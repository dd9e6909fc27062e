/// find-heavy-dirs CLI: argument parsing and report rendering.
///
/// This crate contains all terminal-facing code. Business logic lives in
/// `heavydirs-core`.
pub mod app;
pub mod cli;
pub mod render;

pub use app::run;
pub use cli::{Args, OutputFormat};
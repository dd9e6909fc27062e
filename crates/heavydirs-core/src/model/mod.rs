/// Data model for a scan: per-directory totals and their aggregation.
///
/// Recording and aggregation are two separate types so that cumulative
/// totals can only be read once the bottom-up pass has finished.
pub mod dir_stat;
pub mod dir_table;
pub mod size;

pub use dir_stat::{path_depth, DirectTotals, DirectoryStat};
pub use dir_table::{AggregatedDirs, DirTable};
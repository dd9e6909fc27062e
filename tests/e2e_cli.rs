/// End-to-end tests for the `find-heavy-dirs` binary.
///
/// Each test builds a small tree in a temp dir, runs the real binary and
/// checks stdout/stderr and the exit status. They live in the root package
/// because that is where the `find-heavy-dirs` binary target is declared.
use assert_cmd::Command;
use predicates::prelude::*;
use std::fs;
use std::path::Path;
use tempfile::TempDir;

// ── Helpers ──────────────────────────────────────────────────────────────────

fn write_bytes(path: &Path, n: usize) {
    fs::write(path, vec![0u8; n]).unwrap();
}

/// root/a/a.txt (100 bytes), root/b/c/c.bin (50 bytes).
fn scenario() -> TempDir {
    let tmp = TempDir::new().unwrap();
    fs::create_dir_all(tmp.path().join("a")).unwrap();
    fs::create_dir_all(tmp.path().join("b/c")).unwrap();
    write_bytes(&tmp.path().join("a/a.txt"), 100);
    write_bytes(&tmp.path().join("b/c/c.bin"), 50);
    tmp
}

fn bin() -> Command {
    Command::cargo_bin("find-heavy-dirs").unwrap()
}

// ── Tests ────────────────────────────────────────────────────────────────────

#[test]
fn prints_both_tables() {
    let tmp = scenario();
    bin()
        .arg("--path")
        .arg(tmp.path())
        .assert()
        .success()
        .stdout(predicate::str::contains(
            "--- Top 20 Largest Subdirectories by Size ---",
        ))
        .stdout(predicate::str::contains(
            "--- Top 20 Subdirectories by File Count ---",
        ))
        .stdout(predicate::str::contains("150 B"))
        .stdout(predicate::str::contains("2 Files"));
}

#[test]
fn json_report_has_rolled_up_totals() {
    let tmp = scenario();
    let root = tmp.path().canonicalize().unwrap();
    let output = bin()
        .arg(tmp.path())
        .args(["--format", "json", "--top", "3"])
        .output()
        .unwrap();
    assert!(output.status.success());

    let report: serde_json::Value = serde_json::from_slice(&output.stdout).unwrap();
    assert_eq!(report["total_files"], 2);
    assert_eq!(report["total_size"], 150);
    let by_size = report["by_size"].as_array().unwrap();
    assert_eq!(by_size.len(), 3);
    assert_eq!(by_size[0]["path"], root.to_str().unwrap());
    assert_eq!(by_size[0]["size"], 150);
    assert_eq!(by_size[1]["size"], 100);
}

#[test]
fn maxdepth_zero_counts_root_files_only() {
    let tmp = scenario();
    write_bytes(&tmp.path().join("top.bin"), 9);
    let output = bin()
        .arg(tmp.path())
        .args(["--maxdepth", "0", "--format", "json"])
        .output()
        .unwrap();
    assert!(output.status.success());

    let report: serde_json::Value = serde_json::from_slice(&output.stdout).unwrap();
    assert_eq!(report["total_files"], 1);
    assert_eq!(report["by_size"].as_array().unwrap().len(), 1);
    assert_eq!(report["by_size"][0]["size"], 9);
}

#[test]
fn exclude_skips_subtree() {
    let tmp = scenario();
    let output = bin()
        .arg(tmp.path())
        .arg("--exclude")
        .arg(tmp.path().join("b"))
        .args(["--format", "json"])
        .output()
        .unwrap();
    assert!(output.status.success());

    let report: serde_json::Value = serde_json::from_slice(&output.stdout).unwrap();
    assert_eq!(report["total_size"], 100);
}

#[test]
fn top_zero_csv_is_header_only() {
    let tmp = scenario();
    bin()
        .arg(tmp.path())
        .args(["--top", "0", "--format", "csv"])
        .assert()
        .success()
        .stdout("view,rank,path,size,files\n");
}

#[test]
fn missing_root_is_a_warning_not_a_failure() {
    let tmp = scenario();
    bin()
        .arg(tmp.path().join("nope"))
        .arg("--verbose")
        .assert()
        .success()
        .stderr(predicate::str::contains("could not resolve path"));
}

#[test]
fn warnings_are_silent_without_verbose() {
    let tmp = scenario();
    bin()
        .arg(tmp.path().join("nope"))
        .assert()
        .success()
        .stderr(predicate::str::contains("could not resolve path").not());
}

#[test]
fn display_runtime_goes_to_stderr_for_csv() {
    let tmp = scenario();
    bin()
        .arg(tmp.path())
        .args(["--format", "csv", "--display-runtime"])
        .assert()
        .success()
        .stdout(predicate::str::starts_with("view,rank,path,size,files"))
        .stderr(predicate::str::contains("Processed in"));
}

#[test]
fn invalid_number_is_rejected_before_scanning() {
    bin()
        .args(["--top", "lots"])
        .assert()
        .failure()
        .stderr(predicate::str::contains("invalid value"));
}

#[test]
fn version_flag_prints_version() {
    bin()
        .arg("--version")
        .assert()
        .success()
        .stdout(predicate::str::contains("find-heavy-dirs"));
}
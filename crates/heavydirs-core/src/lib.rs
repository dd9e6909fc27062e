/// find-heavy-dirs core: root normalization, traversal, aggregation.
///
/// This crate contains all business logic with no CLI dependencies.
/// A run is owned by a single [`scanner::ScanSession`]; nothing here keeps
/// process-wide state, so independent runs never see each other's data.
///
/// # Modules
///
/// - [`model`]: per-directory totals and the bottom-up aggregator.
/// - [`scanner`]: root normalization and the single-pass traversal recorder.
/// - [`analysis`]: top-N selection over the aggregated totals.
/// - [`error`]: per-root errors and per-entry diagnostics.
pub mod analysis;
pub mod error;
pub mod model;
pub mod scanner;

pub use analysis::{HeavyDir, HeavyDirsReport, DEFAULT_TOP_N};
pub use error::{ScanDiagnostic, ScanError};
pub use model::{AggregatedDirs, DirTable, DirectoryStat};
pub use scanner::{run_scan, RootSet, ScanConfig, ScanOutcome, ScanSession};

▬▬▬▬▬▬

» **What to work on**
Repeat the listing. Keep every character the same.

» **Solution**
repository dd9e6909fc27062e
/// find-heavy-dirs CLI: argument parsing and report rendering.
///
/// This crate contains all terminal-facing code. Business logic lives in
/// `heavydirs-core`.
pub mod app;
pub mod cli;
pub mod render;

pub use app::run;
pub use cli::{Args, OutputFormat};
repository dd9e6909fc27062e
filename crates/heavydirs-core/src/model/mod.rs
/// Data model for a scan: per-directory totals and their aggregation.
///
/// Recording and aggregation are two separate types so that cumulative
/// totals can only be read once the bottom-up pass has finished.
pub mod dir_stat;
pub mod dir_table;
pub mod size;

pub use dir_stat::{path_depth, DirectTotals, DirectoryStat};
pub use dir_table::{AggregatedDirs, DirTable};
repository dd9e6909fc27062e
filename tests/e2e_cli.rs
/// End-to-end tests for the `find-heavy-dirs` binary.
///
/// Each test builds a small tree in a temp dir, runs the real binary and
/// checks stdout/stderr and the exit status. They live in the root package
/// because that is where the `find-heavy-dirs` binary target is declared.
use assert_cmd::Command;
use predicates::prelude::*;
use std::fs;
use std::path::Path;
use tempfile::TempDir;

// ── Helpers ──────────────────────────────────────────────────────────────────

fn write_bytes(path: &Path, n: usize) {
    fs::write(path, vec![0u8; n]).unwrap();
}

/// root/a/a.txt (100 bytes), root/b/c/c.bin (50 bytes).
fn scenario() -> TempDir {
    let tmp = TempDir::new().unwrap();
    fs::create_dir_all(tmp.path().join("a")).unwrap();
    fs::create_dir_all(tmp.path().join("b/c")).unwrap();
    write_bytes(&tmp.path().join("a/a.txt"), 100);
    write_bytes(&tmp.path().join("b/c/c.bin"), 50);
    tmp
}

fn bin() -> Command {
    Command::cargo_bin("find-heavy-dirs").unwrap()
}

// ── Tests ────────────────────────────────────────────────────────────────────

#[test]
fn prints_both_tables() {
    let tmp = scenario();
    bin()
        .arg("--path")
        .arg(tmp.path())
        .assert()
        .success()
        .stdout(predicate::str::contains(
            "--- Top 20 Largest Subdirectories by Size ---",
        ))
        .stdout(predicate::str::contains(
            "--- Top 20 Subdirectories by File Count ---",
        ))
        .stdout(predicate::str::contains("150 B"))
        .stdout(predicate::str::contains("2 Files"));
}

#[test]
fn json_report_has_rolled_up_totals() {
    let tmp = scenario();
    let root = tmp.path().canonicalize().unwrap();
    let output = bin()
        .arg(tmp.path())
        .args(["--format", "json", "--top", "3"])
        .output()
        .unwrap();
    assert!(output.status.success());

    let report: serde_json::Value = serde_json::from_slice(&output.stdout).unwrap();
    assert_eq!(report["total_files"], 2);
    assert_eq!(report["total_size"], 150);
    let by_size = report["by_size"].as_array().unwrap();
    assert_eq!(by_size.len(), 3);
    assert_eq!(by_size[0]["path"], root.to_str().unwrap());
    assert_eq!(by_size[0]["size"], 150);
    assert_eq!(by_size[1]["size"], 100);
}

#[test]
fn maxdepth_zero_counts_root_files_only() {
    let tmp = scenario();
    write_bytes(&tmp.path().join("top.bin"), 9);
    let output = bin()
        .arg(tmp.path())
        .args(["--maxdepth", "0", "--format", "json"])
        .output()
        .unwrap();
    assert!(output.status.success());

    let report: serde_json::Value = serde_json::from_slice(&output.stdout).unwrap();
    assert_eq!(report["total_files"], 1);
    assert_eq!(report["by_size"].as_array().unwrap().len(), 1);
    assert_eq!(report["by_size"][0]["size"], 9);
}

#[test]
fn exclude_skips_subtree() {
    let tmp = scenario();
    let output = bin()
        .arg(tmp.path())
        .arg("--exclude")
        .arg(tmp.path().join("b"))
        .args(["--format", "json"])
        .output()
        .unwrap();
    assert!(output.status.success());

    let report: serde_json::Value = serde_json::from_slice(&output.stdout).unwrap();
    assert_eq!(report["total_size"], 100);
}

#[test]
fn top_zero_csv_is_header_only() {
    let tmp = scenario();
    bin()
        .arg(tmp.path())
        .args(["--top", "0", "--format", "csv"])
        .assert()
        .success()
        .stdout("view,rank,path,size,files\n");
}

#[test]
fn missing_root_is_a_warning_not_a_failure() {
    let tmp = scenario();
    bin()
        .arg(tmp.path().join("nope"))
        .arg("--verbose")
        .assert()
        .success()
        .stderr(predicate::str::contains("could not resolve path"));
}

#[test]
fn warnings_are_silent_without_verbose() {
    let tmp = scenario();
    bin()
        .arg(tmp.path().join("nope"))
        .assert()
        .success()
        .stderr(predicate::str::contains("could not resolve path").not());
}

#[test]
fn display_runtime_goes_to_stderr_for_csv() {
    let tmp = scenario();
    bin()
        .arg(tmp.path())
        .args(["--format", "csv", "--display-runtime"])
        .assert()
        .success()
        .stdout(predicate::str::starts_with("view,rank,path,size,files"))
        .stderr(predicate::str::contains("Processed in"));
}

#[test]
fn invalid_number_is_rejected_before_scanning() {
    bin()
        .args(["--top", "lots"])
        .assert()
        .failure()
        .stderr(predicate::str::contains("invalid value"));
}

#[test]
fn version_flag_prints_version() {
    bin()
        .arg("--version")
        .assert()
        .success()
        .stdout(predicate::str::contains("find-heavy-dirs"));
}
filename crates/heavydirs-core/src/lib.rs
repository dd9e6909fc27062e
/// find-heavy-dirs core: root normalization, traversal, aggregation.
///
/// This crate contains all business logic with no CLI dependencies.
/// A run is owned by a single [`scanner::ScanSession`]; nothing here keeps
/// process-wide state, so independent runs never see each other's data.
///
/// # Modules
///
/// - [`model`]: per-directory totals and the bottom-up aggregator.
/// - [`scanner`]: root normalization and the single-pass traversal recorder.
/// - [`analysis`]: top-N selection over the aggregated totals.
/// - [`error`]: per-root errors and per-entry diagnostics.
pub mod analysis;
pub mod error;
pub mod model;
pub mod scanner;

pub use analysis::{HeavyDir, HeavyDirsReport, DEFAULT_TOP_N};
pub use error::{ScanDiagnostic, ScanError};
pub use model::{AggregatedDirs, DirTable, DirectoryStat};
pub use scanner::{run_scan, RootSet, ScanConfig, ScanOutcome, ScanSession};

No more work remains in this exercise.